What exactly do we mean by a 'biological function' (as opposed to process)? Usually or a least often, we us a 'teleological' language (the purpose of the heart is pump blood), we keep reassuring ourselves that of course we don't mean it that way. So: ist there as meaningful way of speaking about function in an evolutionary context - there should be it think, since otherwise it seems hard to speak about phenotypes and functional modules. AND - is this just a philosphical question (or one of language purism), or would a less 'teleological' notion of biological function also have a practical impact e.g. on designing experiments?
Life cycles are coherent collections ofconcurrent processes, not merely sequences of (simple) events. Many concurrent events at the molecular level are required for cells to live, many concurrent cellular events are required for tissues and organs to function, many concurrent organ system events are required for coordinated organism function. Can formal models and methods of concurrent processing in computer science be applied to understand biological processes better than models of sequential processes borrowed from physics (PDEs) for the transformation of quantities? Are there more and less instructive approaches available for this kind of problem: actor model, Petri nets, process calculi?
Units as invariants to biological processes
Although evolutionary biology and philosophies of its units focus on change and transformation of biological entities, evolutionary theory requires unchanging units as a conceptual basis for the varying populations that undergo evolutionary (and other sorts of biological) change. The invariance of these units has been conceived in a variety of ways, but primarily as units of structure (e.g. unchanging gene sequences or phenotypic states) or as units of function (e.g. unchanging status as replicators or interactors in the determination of fitness value). But life is a process, bound to matter and since it is a dissipative process, with matter turning over in the course of developing and sustaining stability of form, it may make sense to consider the relevant invariants for theoretical biology to be process invariants rather than (or in addition to) structural or functional invariants. Consider the conceptual problem of heritability. Transmission of structure unchanged is not a sufficient condition for heritability. Not only must A give rise to more A, but when A mutates to A’, it must also be the case that A’ gives rise to more A’, not more A. Structural stability may capture a feature of “inheritance” in the traditional meaning of property inheritance, but it fails to capture the conditions necessary for a process to transmit the relevant capacity of heritability.
Relations among theories of quantity and quality
Population biology borrows methods and ideas from physics, which is a science of quantity and transformation of quantities. Most of the rest of biology, like parts of chemistry, concerns qualities and the interaction of objects. The relation between physical theories of quantity, chemical theories of objects, and biological theories of whatever-it-is-that-distinguishes-biology-from-chemistry, seems to me a pressing problem for putting biological theory on a sound footing, though I cannot give an argument for this.

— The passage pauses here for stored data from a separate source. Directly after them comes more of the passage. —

//! Scene database and technique descriptions for the Helios renderer.
//!
//! This crate holds everything the loader collaborator produces for the
//! device and runtime:
//! - Dynamic and fixed record tables plus opaque BVH blobs
//! - The immutable [`SceneDatabase`]
//! - Technique metadata ([`TechniqueInfo`], [`TechniqueVariantInfo`])
//! - Shader source variants and the loader interface

pub mod database;
pub mod loader;
pub mod table;
pub mod technique;
pub mod variant;

pub use database::{SceneBvh, SceneDatabase};
pub use loader::{LoaderError, LoaderOptions, LoaderResult, SceneLoader, SpecializationMode};
pub use table::{DynTable, FixTable, LookupEntry};
pub use technique::{
    CallbackType, ShadowHandlingMode, TechniqueInfo, TechniqueVariantInfo, VariantSelector,
};
pub use variant::{ShaderOutput, TechniqueVariant};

The nature of theory in biology
The previous three items raise questions about the nature of theory in biology, whether it is like or unlike theory in other scientific domains, and whether new kinds of theory are needed to put biology on a proper theoretical basis of its own. These are old and philosophical questions. I think that these are important questions for a theoretical biology to answer, but they must be answered in a way that helps empirical biologists do their work better or the exercise will be pointless.